The fingerprinting research suggests that the right routing dimension is not task difficulty alone, but procedural compatibility: matching the agent’s natural behavioural pattern to the task structure 1.

Next-Action Prediction and Early Termination

Procedural fingerprints enable next-action prediction with significant accuracy improvements over baseline:

  • GPT-4: 20% → 57% (+37 points)
  • Claude-3.5: 18% → 50% (+33 points)
  • Agentless + Claude-3.5: 31% → 82% (+51 points)

When an agent’s actual next action diverges from its procedural prediction, this signals anomalous behaviour 1. Combined with Codex CLI’s Stop hook, this enables early termination of sessions that have gone off-track:

flowchart TD
    A[PostToolUse fires] --> B[Log action to trajectory buffer]
    B --> C{Matches procedural\nprediction?}
    C -->|Yes| D[Continue normally]
    C -->|No| E[Increment anomaly counter]
    E --> F{Counter > threshold?}
    F -->|No| D
    F -->|Yes| G[Stop hook: halt session\nwith diagnostic summary]

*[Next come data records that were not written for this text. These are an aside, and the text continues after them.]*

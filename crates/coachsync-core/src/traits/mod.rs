//! Transport traits defined in `coachsync-core` and implemented by the
//! worker crate.

pub mod push;
pub mod upstream;

pub use push::{PushError, PushTarget, PushTransport};
pub use upstream::{UpstreamClient, UpstreamError, UpstreamEvent, UpstreamRecord};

Chain-of-Thought Follow-Through: Trust but Verify

The paper measures reverse follow-through — whether agents actually execute the plans they describe in their chain-of-thought reasoning. GPT-4 and GPT-4o score a perfect 1.0; the Claude family ranges from 0.75 to 0.875 1. But precision tells a different story: Claude-3 achieves 0.833 precision in its behavioural descriptions, whilst Claude-4 drops to 0.500 — extended thinking models are more verbose but less precise about what they actually intend to do 1.

For Codex CLI practitioners, this reinforces the value of PostToolUse telemetry over trusting the agent’s self-reported reasoning. Wire your observability to action traces, not to the model’s explanations.

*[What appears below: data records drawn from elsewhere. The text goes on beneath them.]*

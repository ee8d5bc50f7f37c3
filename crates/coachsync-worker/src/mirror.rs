//! Upstream mirror: periodic full resync and the fallback user poll.

use std::sync::Arc;

use chrono::{DateTime, Utc};
use tokio::sync::Mutex;

use coachsync_core::config::UpstreamConfig;
use coachsync_core::error::{AppError, ErrorKind};
use coachsync_core::result::AppResult;
use coachsync_core::traits::{UpstreamClient, UpstreamError};
use coachsync_database::MirrorStore;
use coachsync_entity::user::UpstreamUser;

/// Result of a full resync.
#[derive(Debug, Clone, Default, PartialEq, Eq)]
pub struct ResyncSummary {
    pub tables: usize,
    pub failed_tables: usize,
    pub records: usize,
    pub written: u64,
}

/// Copies upstream records into the local cache.
#[derive(Debug)]
pub struct UpstreamMirror {
    upstream: Arc<dyn UpstreamClient>,
    store: Arc<dyn MirrorStore>,
    resync_tables: Vec<String>,
    users_table: String,
    /// Start time of the last successful user poll.
    last_user_poll: Mutex<Option<DateTime<Utc>>>,
}

impl UpstreamMirror {
    /// Create a new mirror.
    pub fn new(
        upstream: Arc<dyn UpstreamClient>,
        store: Arc<dyn MirrorStore>,
        config: &UpstreamConfig,
    ) -> Self {
        Self {
            upstream,
            store,
            resync_tables: config.resync_tables.clone(),
            users_table: config.users_table.clone(),
            last_user_poll: Mutex::new(None),
        }
    }

    /// Re-read every configured table and every user. One failing table is
    /// logged and does not stop the others.
    pub async fn full_resync(&self) -> AppResult<ResyncSummary> {
        let mut summary = ResyncSummary::default();
        if !self.upstream.is_configured() {
            tracing::debug!("Upstream not configured, skipping full resync");
            return Ok(summary);
        }

        for table in &self.resync_tables {
            summary.tables += 1;
            let records = match self.upstream.list_records(table, None).await {
                Ok(records) => records,
                Err(e) => {
                    summary.failed_tables += 1;
                    tracing::error!(table = %table, error = %e, "Failed to resync upstream table");
                    continue;
                }
            };
            summary.records += records.len();
            summary.written += self.store.upsert_records(table, &records).await?;
        }

        summary.written += self.sync_users(None).await?;

        tracing::info!(
            tables = summary.tables,
            failed = summary.failed_tables,
            records = summary.records,
            written = summary.written,
            "Full upstream resync complete"
        );
        Ok(summary)
    }

    /// Upsert users modified upstream since the previous successful poll.
    pub async fn poll_users(&self) -> AppResult<u64> {
        if !self.upstream.is_configured() {
            return Ok(0);
        }

        let mut last = self.last_user_poll.lock().await;
        let started = Utc::now();
        let written = self.sync_users(*last).await?;
        *last = Some(started);

        if written > 0 {
            tracing::info!("User poll updated {} users", written);
        }
        Ok(written)
    }

    async fn sync_users(&self, since: Option<DateTime<Utc>>) -> AppResult<u64> {
        let records = self
            .upstream
            .list_records(&self.users_table, since)
            .await
            .map_err(upstream_error)?;

        let users: Vec<UpstreamUser> = records
            .iter()
            .filter_map(|r| UpstreamUser::from_fields(&r.id, &r.fields))
            .collect();
        if users.len() < records.len() {
            tracing::debug!(
                "Ignored {} upstream user records without an email",
                records.len() - users.len()
            );
        }

        self.store.upsert_users(&users).await
    }
}

fn upstream_error(err: UpstreamError) -> AppError {
    AppError::with_source(ErrorKind::ExternalService, err.to_string(), err)
}

#[cfg(test)]
mod tests {
    use super::*;
    use coachsync_core::traits::UpstreamRecord;

    use crate::testing::{FakeUpstream, MemoryMirror};

    fn record(id: &str, fields: serde_json::Value) -> UpstreamRecord {
        UpstreamRecord {
            id: id.to_string(),
            fields,
        }
    }

    fn mirror(upstream: &Arc<FakeUpstream>, store: &Arc<MemoryMirror>) -> UpstreamMirror {
        let config = UpstreamConfig {
            resync_tables: vec!["programs".to_string(), "missing".to_string()],
            ..UpstreamConfig::default()
        };
        UpstreamMirror::new(upstream.clone(), store.clone(), &config)
    }

    #[tokio::test]
    async fn test_full_resync_isolates_failing_table() {
        let upstream = Arc::new(FakeUpstream::new());
        upstream.put_table("programs", vec![record("rec1", serde_json::json!({"name": "Base"}))]);
        upstream.put_table(
            "users",
            vec![
                record("u1", serde_json::json!({"email": "a@example.com"})),
                record("u2", serde_json::json!({"name": "no email"})),
            ],
        );
        let store = Arc::new(MemoryMirror::default());

        let summary = mirror(&upstream, &store).full_resync().await.unwrap();

        assert_eq!(summary.tables, 2);
        assert_eq!(summary.failed_tables, 1);
        assert_eq!(summary.records, 1);
        assert_eq!(store.records.lock().unwrap().len(), 1);
        assert_eq!(store.users.lock().unwrap().len(), 1);
    }

    #[tokio::test]
    async fn test_user_poll_is_incremental() {
        let upstream = Arc::new(FakeUpstream::new());
        upstream.put_table("users", vec![record("u1", serde_json::json!({"email": "a@example.com"}))]);
        let store = Arc::new(MemoryMirror::default());
        let mirror = mirror(&upstream, &store);

        mirror.poll_users().await.unwrap();
        mirror.poll_users().await.unwrap();

        let calls = upstream.list_calls.lock().unwrap().clone();
        assert_eq!(calls.len(), 2);
        assert_eq!(calls[0].1, None);
        assert!(calls[1].1.is_some());
    }

    #[tokio::test]
    async fn test_unconfigured_upstream_is_skipped() {
        let upstream = Arc::new(FakeUpstream {
            configured: false,
            ..FakeUpstream::new()
        });
        let store = Arc::new(MemoryMirror::default());
        let mirror = mirror(&upstream, &store);

        assert_eq!(mirror.full_resync().await.unwrap(), ResyncSummary::default());
        assert_eq!(mirror.poll_users().await.unwrap(), 0);
        assert!(upstream.list_calls.lock().unwrap().is_empty());
    }
}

OpenTelemetry Integration for Procedural Monitoring

Codex CLI’s built-in OpenTelemetry support emits structured events including codex.tool_decision and codex.tool_result with session, model, and working directory context 3. Combined with the o11y-dev OpenTelemetry hooks project, every tool call becomes a queryable span 4.

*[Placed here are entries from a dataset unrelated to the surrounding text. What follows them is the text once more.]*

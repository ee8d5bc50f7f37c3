//! Notification job status and mode enumerations.

use serde::{Deserialize, Serialize};
use std::fmt;

/// Status of a reminder job.
#[derive(Debug, Clone, Copy, PartialEq, Eq, Hash, Serialize, Deserialize, sqlx::Type)]
#[sqlx(type_name = "notification_job_status", rename_all = "snake_case")]
#[serde(rename_all = "snake_case")]
pub enum NotificationJobStatus {
    /// Waiting for `fire_at` / `next_attempt_at`.
    Pending,
    /// Claimed by a worker.
    Processing,
    /// Delivered to at least one device.
    Sent,
    /// Fell inside the user's quiet hours.
    SkippedQuietHours,
    /// Gave up after a permanent failure or exhausted retries.
    DeadLetter,
    /// Retired by the planner.
    Cancelled,
}

impl NotificationJobStatus {
    /// Check if the job is in a terminal state.
    pub fn is_terminal(&self) -> bool {
        matches!(
            self,
            Self::Sent | Self::SkippedQuietHours | Self::DeadLetter | Self::Cancelled
        )
    }

    /// Statuses the planner may move to `cancelled`.
    pub fn cancellable() -> [Self; 3] {
        [Self::Pending, Self::Processing, Self::SkippedQuietHours]
    }

    /// Return the status as a snake_case string.
    pub fn as_str(&self) -> &'static str {
        match self {
            Self::Pending => "pending",
            Self::Processing => "processing",
            Self::Sent => "sent",
            Self::SkippedQuietHours => "skipped_quiet_hours",
            Self::DeadLetter => "dead_letter",
            Self::Cancelled => "cancelled",
        }
    }

    /// All statuses.
    pub fn all() -> [Self; 6] {
        [
            Self::Pending,
            Self::Processing,
            Self::Sent,
            Self::SkippedQuietHours,
            Self::DeadLetter,
            Self::Cancelled,
        ]
    }
}

impl fmt::Display for NotificationJobStatus {
    fn fmt(&self, f: &mut fmt::Formatter<'_>) -> fmt::Result {
        write!(f, "{}", self.as_str())
    }
}

/// What a reminder job is about.
#[derive(Debug, Clone, Copy, PartialEq, Eq, Hash, Serialize, Deserialize, sqlx::Type)]
#[sqlx(type_name = "notification_mode", rename_all = "snake_case")]
#[serde(rename_all = "snake_case")]
pub enum NotificationMode {
    /// One scheduled training session.
    Session,
    /// All sessions of one day.
    DailySummary,
    /// A recurring personal goal.
    PersonalGoal,
}

impl NotificationMode {
    /// Return the mode as a snake_case string.
    pub fn as_str(&self) -> &'static str {
        match self {
            Self::Session => "session",
            Self::DailySummary => "daily_summary",
            Self::PersonalGoal => "personal_goal",
        }
    }
}

impl fmt::Display for NotificationMode {
    fn fmt(&self, f: &mut fmt::Formatter<'_>) -> fmt::Result {
        write!(f, "{}", self.as_str())
    }
}

#[cfg(test)]
mod tests {
    use super::*;

    #[test]
    fn test_sent_is_never_cancellable() {
        assert!(!NotificationJobStatus::cancellable().contains(&NotificationJobStatus::Sent));
        assert!(NotificationJobStatus::Sent.is_terminal());
        assert!(!NotificationJobStatus::Pending.is_terminal());
        assert!(!NotificationJobStatus::Processing.is_terminal());
    }

    #[test]
    fn test_serde_names() {
        let json = serde_json::to_string(&NotificationJobStatus::SkippedQuietHours).unwrap();
        assert_eq!(json, "\"skipped_quiet_hours\"");
        let json = serde_json::to_string(&NotificationMode::DailySummary).unwrap();
        assert_eq!(json, "\"daily_summary\"");
    }
}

To build a ProcGrep-style observability pipeline over Codex CLI sessions:

  1. Capture: PostToolUse hook logs each tool name, input, and result to a structured JSONL file
  2. Encode: Periodic BPE pass compresses action sequences into procedural tokens
  3. Index: ProcGrep-compatible index enables structural queries
  4. Alert: Anomaly detection fires when JSD from expected procedural distribution exceeds threshold
[[hooks.PostToolUse]]
matcher = ".*"

[[hooks.PostToolUse.hooks]]
type = "command"
command = "/usr/local/bin/trajectory-logger.sh"
timeout = 5
statusMessage = "Logging trajectory"

This transforms Codex CLI from a tool that reports what it did into a system where how it works is continuously observable and queryable.

Practical Takeaways

  1. Route by procedure, not just performance. Use named profiles to match agent behavioural patterns to task structures — exploration-heavy models for complex multi-file issues, minimal-step models for localised patches.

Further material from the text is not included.